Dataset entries
Start of Block

// src/events/bus/event_bus.rs
//
// Core event bus implementation.
//
// DESIGN PRINCIPLES:
// 1. Synchronous - handlers execute immediately in subscription order
// 2. Deterministic - same events → same result
// 3. Observable - every emission is logged
// 4. Type-safe - events are strongly typed

use std::any::{Any, TypeId};
use std::collections::{HashMap, VecDeque};
use std::sync::{Arc, PoisonError, RwLock};

use log::{debug, error};

use crate::events::types::DomainEvent;

/// Type-erased event handler function
/// Takes a reference to Any (downcasted to concrete event type inside).
/// Shared so `emit` can snapshot the list and release the lock before dispatch.
type EventHandler = Arc<dyn Fn(&dyn Any) + Send + Sync>;

/// Emission log is a ring; playback sessions can run for hours.
const EVENT_LOG_CAPACITY: usize = 512;

/// The Event Bus
///
/// Central coordination point for domain events. Services emit and subscribe
/// without depending on each other directly.
///
/// - Synchronous execution, handlers run on the emitting task
/// - Handlers execute in subscription order
/// - A panicking handler is logged and does not stop the others
pub struct EventBus {
    /// Map from event TypeId to list of handlers
    handlers: Arc<RwLock<HashMap<TypeId, Vec<EventHandler>>>>,

    /// Most recent emissions (for debugging)
    event_log: Arc<RwLock<VecDeque<EventLogEntry>>>,
}

/// A logged event for debugging and tracing
#[derive(Debug, Clone)]
pub struct EventLogEntry {
    pub event_type: String,
    pub event_id: String,
    pub occurred_at: String,
    pub handler_count: usize,
}

impl EventBus {
    /// Create a new event bus
    pub fn new() -> Self {
        Self {
            handlers: Arc::new(RwLock::new(HashMap::new())),
            event_log: Arc::new(RwLock::new(VecDeque::new())),
        }
    }

    /// Subscribe to a specific event type
    ///
    /// Handlers are executed in the order they are subscribed.
    ///
    /// ```ignore
    /// bus.subscribe::<ContinueWatchingUpdated, _>(|event| {
    ///     refresh_row(event.entry_count);
    /// });
    /// ```
    pub fn subscribe<E, F>(&self, handler: F)
    where
        E: DomainEvent + 'static,
        F: Fn(&E) + Send + Sync + 'static,
    {
        let type_id = TypeId::of::<E>();

        let wrapped: EventHandler = Arc::new(move |event_any: &dyn Any| {
            if let Some(event) = event_any.downcast_ref::<E>() {
                handler(event);
            } else {
                error!(
                    "Failed to downcast event in handler for {}",
                    std::any::type_name::<E>()
                );
            }
        });

        let mut handlers = self.handlers.write().unwrap_or_else(PoisonError::into_inner);
        handlers.entry(type_id).or_default().push(wrapped);
    }

    /// Emit an event
    ///
    /// Logs the event, then runs every handler for its type in subscription
    /// order before returning. Handlers may emit or subscribe themselves;
    /// no bus lock is held while they run.
    pub fn emit<E>(&self, event: E)
    where
        E: DomainEvent + 'static,
    {
        let type_id = TypeId::of::<E>();

        let event_handlers: Vec<EventHandler> = self
            .handlers
            .read()
            .unwrap_or_else(PoisonError::into_inner)
            .get(&type_id)
            .cloned()
            .unwrap_or_default();

        let log_entry = EventLogEntry {
            event_type: event.event_type().to_string(),
            event_id: event.event_id().to_string(),
            occurred_at: event.occurred_at().to_rfc3339(),
            handler_count: event_handlers.len(),
        };

        debug!(
            "[EVENT] {} (id: {}) | {} handlers",
            log_entry.event_type, log_entry.event_id, log_entry.handler_count
        );

        {
            let mut log = self.event_log.write().unwrap_or_else(PoisonError::into_inner);
            if log.len() == EVENT_LOG_CAPACITY {
                log.pop_front();
            }
            log.push_back(log_entry);
        }

        for (idx, handler) in event_handlers.iter().enumerate() {
            let result = std::panic::catch_unwind(std::panic::AssertUnwindSafe(|| {
                handler(&event as &dyn Any);
            }));

            if let Err(e) = result {
                error!(
                    "Handler {} for {} panicked: {:?}",
                    idx,
                    event.event_type(),
                    e
                );
            }
        }
    }

    /// Get the event log (for debugging)
    pub fn get_event_log(&self) -> Vec<EventLogEntry> {
        self.event_log
            .read()
            .unwrap_or_else(PoisonError::into_inner)
            .iter()
            .cloned()
            .collect()
    }
}

impl Default for EventBus {
    fn default() -> Self {
        Self::new()
    }
}

// Shared reference semantics
impl Clone for EventBus {
    fn clone(&self) -> Self {
        Self {
            handlers: Arc::clone(&self.handlers),
            event_log: Arc::clone(&self.event_log),
        }
    }
}

#[cfg(test)]
mod tests {
    use super::*;
    use crate::domain::ContentRef;
    use crate::events::types::*;
    use std::sync::atomic::{AtomicUsize, Ordering};
    use std::sync::Arc;

    #[test]
    fn test_subscribe_and_emit() {
        let bus = EventBus::new();
        let counter = Arc::new(AtomicUsize::new(0));
        let counter_clone = Arc::clone(&counter);

        bus.subscribe::<ContinueWatchingUpdated, _>(move |_event| {
            counter_clone.fetch_add(1, Ordering::SeqCst);
        });

        bus.emit(ContinueWatchingUpdated::new(3));

        assert_eq!(counter.load(Ordering::SeqCst), 1);
    }

    #[test]
    fn test_multiple_handlers_execute_in_order() {
        let bus = EventBus::new();
        let sequence = Arc::new(RwLock::new(Vec::new()));

        for n in 1..=3 {
            let seq = Arc::clone(&sequence);
            bus.subscribe::<PlaybackStarted, _>(move |_| {
                seq.write().unwrap().push(n);
            });
        }

        bus.emit(PlaybackStarted::new(ContentRef::movie(1u64).key(), 0));

        let result = sequence.read().unwrap();
        assert_eq!(*result, vec![1, 2, 3]);
    }

    #[test]
    fn test_event_log_records_emissions() {
        let bus = EventBus::new();

        bus.emit(ProgressPersisted::new(ContentRef::movie(1u64).key(), 60.0, 10.0));
        bus.emit(ContinueWatchingUpdated::new(1));

        let log = bus.get_event_log();
        assert_eq!(log.len(), 2);
        assert_eq!(log[0].event_type, "ProgressPersisted");
        assert_eq!(log[1].event_type, "ContinueWatchingUpdated");
        assert_eq!(log[1].handler_count, 0);
    }

    #[test]
    fn test_event_log_is_bounded() {
        let bus = EventBus::new();
        for _ in 0..(EVENT_LOG_CAPACITY + 10) {
            bus.emit(PlayerMessageRejected::new("origin"));
        }
        assert_eq!(bus.get_event_log().len(), EVENT_LOG_CAPACITY);
    }

    #[test]
    fn test_handler_can_emit_and_subscribe() {
        let bus = Arc::new(EventBus::new());
        let refreshes = Arc::new(AtomicUsize::new(0));

        let counter = Arc::clone(&refreshes);
        bus.subscribe::<ContinueWatchingUpdated, _>(move |_| {
            counter.fetch_add(1, Ordering::SeqCst);
        });

        let inner_bus = Arc::clone(&bus);
        bus.subscribe::<PlaybackClosed, _>(move |_| {
            inner_bus.emit(ContinueWatchingUpdated::new(1));
            inner_bus.subscribe::<PlaybackStarted, _>(|_| {});
        });

        bus.emit(PlaybackClosed::new(ContentRef::movie(1u64).key()));

        assert_eq!(refreshes.load(Ordering::SeqCst), 1);
        bus.emit(PlaybackStarted::new(ContentRef::movie(1u64).key(), 0));
        let log = bus.get_event_log();
        assert_eq!(log.last().unwrap().handler_count, 1);
    }

    #[test]
    fn test_handler_panic_doesnt_break_bus() {
        let bus = EventBus::new();
        let counter = Arc::new(AtomicUsize::new(0));

        bus.subscribe::<ContinueWatchingUpdated, _>(|_| {
            panic!("Intentional panic");
        });

        let counter_clone = Arc::clone(&counter);
        bus.subscribe::<ContinueWatchingUpdated, _>(move |_| {
            counter_clone.fetch_add(1, Ordering::SeqCst);
        });

        bus.emit(ContinueWatchingUpdated::new(0));

        assert_eq!(counter.load(Ordering::SeqCst), 1);
    }
}
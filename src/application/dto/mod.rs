// src/application/dto/mod.rs
//
// Data Transfer Objects
//
// CRITICAL PRINCIPLES:
// - DTOs are UI-friendly representations
// - DTOs NEVER leak domain invariants
// - DTOs are simple, serializable structs
// - Conversion FROM domain entities only (never TO)

use serde::{Deserialize, Serialize};

use crate::domain::{format_time, ContentRef, ContinueWatchingEntry, MediaMeta, MediaType, ResumeDecision};
use crate::services::MountedPlayer;

// ============================================================================
// CONTINUE WATCHING DTOs
// ============================================================================

/// One card of the continue-watching row.
#[derive(Debug, Clone, PartialEq, Serialize, Deserialize)]
#[serde(rename_all = "camelCase")]
pub struct ContinueWatchingCardDto {
    pub content_key: String,
    pub id: String,
    pub media_type: MediaType,
    pub season: Option<u32>,
    pub episode: Option<u32>,
    /// "Title (S1E3)" for episodes
    pub display_title: String,
    pub poster_path: Option<String>,
    pub backdrop_path: Option<String>,
    /// Rounded, for the progress bar label
    pub progress_percent: u32,
    /// "12:05 / 1:20:00"
    pub position_label: String,
    pub current_time: f64,
    pub last_updated_at: String,
}

impl From<ContinueWatchingEntry> for ContinueWatchingCardDto {
    fn from(entry: ContinueWatchingEntry) -> Self {
        let title = entry
            .title
            .clone()
            .filter(|t| !t.trim().is_empty())
            .unwrap_or_else(|| "Unknown Title".to_string());
        let display_title = match (entry.content.season(), entry.content.episode()) {
            (Some(season), Some(episode)) => format!("{} (S{}E{})", title, season, episode),
            _ => title,
        };

        Self {
            content_key: entry.key().to_string(),
            id: entry.content.id().to_string(),
            media_type: entry.content.media_type(),
            season: entry.content.season(),
            episode: entry.content.episode(),
            display_title,
            poster_path: entry.poster_path,
            backdrop_path: entry.backdrop_path,
            progress_percent: entry.progress.round().clamp(0.0, 100.0) as u32,
            position_label: format!(
                "{} / {}",
                format_time(entry.current_time),
                format_time(entry.duration)
            ),
            current_time: entry.current_time,
            last_updated_at: entry.last_updated_at.to_rfc3339(),
        }
    }
}

// ============================================================================
// PLAYBACK DTOs
// ============================================================================

/// Resume-or-restart question shown before the player mounts.
#[derive(Debug, Clone, PartialEq, Serialize, Deserialize)]
#[serde(rename_all = "camelCase")]
pub struct ResumePromptDto {
    pub content_key: String,
    pub title: String,
    pub message: String,
    pub resume_at_seconds: f64,
    pub progress_percent: u32,
}

impl ResumePromptDto {
    /// `None` when the decision is a plain restart.
    pub fn from_decision(content: &ContentRef, meta: &MediaMeta, decision: &ResumeDecision) -> Option<Self> {
        let message = decision.prompt_text()?;
        let ResumeDecision::Resume { at_seconds, percent } = *decision else {
            return None;
        };
        Some(Self {
            content_key: content.key().to_string(),
            title: meta.title.clone().unwrap_or_else(|| "Unknown Title".to_string()),
            message,
            resume_at_seconds: at_seconds,
            progress_percent: percent.round() as u32,
        })
    }
}

/// The mounted player surface.
#[derive(Debug, Clone, PartialEq, Serialize, Deserialize)]
#[serde(rename_all = "camelCase")]
pub struct PlayerViewDto {
    pub content_key: String,
    pub title: String,
    /// "TV Show • 2008 • S1 E3"
    pub meta_line: String,
    pub embed_url: String,
    pub offset_seconds: u64,
}

impl From<MountedPlayer> for PlayerViewDto {
    fn from(player: MountedPlayer) -> Self {
        let mut meta_line = match player.content.media_type() {
            MediaType::Series => "TV Show".to_string(),
            MediaType::Movie => "Movie".to_string(),
        };
        if let Some(year) = player.meta.year.as_deref().filter(|y| !y.is_empty()) {
            meta_line.push_str(&format!(" • {}", year));
        }
        if let (Some(season), Some(episode)) = (player.content.season(), player.content.episode()) {
            meta_line.push_str(&format!(" • S{} E{}", season, episode));
        }

        Self {
            content_key: player.content.key().to_string(),
            title: player
                .meta
                .title
                .unwrap_or_else(|| "Unknown Title".to_string()),
            meta_line,
            embed_url: player.url.to_string(),
            offset_seconds: player.offset_seconds,
        }
    }
}

/// Result of an open/resume call: exactly one of the two is set.
#[derive(Debug, Clone, PartialEq, Serialize, Deserialize)]
#[serde(rename_all = "camelCase")]
pub struct PlaybackViewDto {
    pub prompt: Option<ResumePromptDto>,
    pub player: Option<PlayerViewDto>,
}

#[cfg(test)]
mod tests {
    use super::*;
    use crate::domain::ProgressRecord;
    use chrono::Utc;
    use url::Url;

    #[test]
    fn test_card_for_episode() {
        let record = ProgressRecord::new(
            ContentRef::series(1399u64, Some(1), Some(3)),
            725.0,
            3600.0,
            Utc::now(),
        );
        let entry = ContinueWatchingEntry::from_record(
            &record,
            &MediaMeta {
                title: Some("Game of Thrones".to_string()),
                ..MediaMeta::default()
            },
        );

        let card = ContinueWatchingCardDto::from(entry);

        assert_eq!(card.display_title, "Game of Thrones (S1E3)");
        assert_eq!(card.content_key, "series-1399-s1e3");
        assert_eq!(card.progress_percent, 20);
        assert_eq!(card.position_label, "12:05 / 1:00:00");
    }

    #[test]
    fn test_card_without_title() {
        let record = ProgressRecord::new(ContentRef::movie(1u64), 10.0, 100.0, Utc::now());
        let card = ContinueWatchingCardDto::from(ContinueWatchingEntry::from_record(
            &record,
            &MediaMeta::default(),
        ));
        assert_eq!(card.display_title, "Unknown Title");
    }

    #[test]
    fn test_prompt_only_for_resume() {
        let movie = ContentRef::movie(42u64);
        let meta = MediaMeta::default();

        assert!(ResumePromptDto::from_decision(&movie, &meta, &ResumeDecision::Restart).is_none());

        let prompt = ResumePromptDto::from_decision(
            &movie,
            &meta,
            &ResumeDecision::Resume {
                at_seconds: 725.0,
                percent: 49.6,
            },
        )
        .unwrap();
        assert_eq!(prompt.message, "Continue watching from 12:05 (50%)?");
        assert_eq!(prompt.progress_percent, 50);
    }

    #[test]
    fn test_player_view_meta_line() {
        let player = MountedPlayer {
            content: ContentRef::series(1399u64, Some(2), Some(5)),
            meta: MediaMeta {
                title: Some("Game of Thrones".to_string()),
                year: Some("2011".to_string()),
                ..MediaMeta::default()
            },
            url: Url::parse("https://www.vidking.net/embed/tv/1399/2/5").unwrap(),
            offset_seconds: 0,
        };

        let view = PlayerViewDto::from(player);
        assert_eq!(view.meta_line, "TV Show • 2011 • S2 E5");
        assert_eq!(view.title, "Game of Thrones");
    }
}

End of Block

● **PROBLEM TO WORK ON**:
Write the "let view = PlayerViewDto::from(player);" line and all later lines exactly. Stop at the end of the data.

● **OUTPUT**:
        let view = PlayerViewDto::from(player);
        assert_eq!(view.meta_line, "TV Show • 2011 • S2 E5");
        assert_eq!(view.title, "Game of Thrones");
    }
}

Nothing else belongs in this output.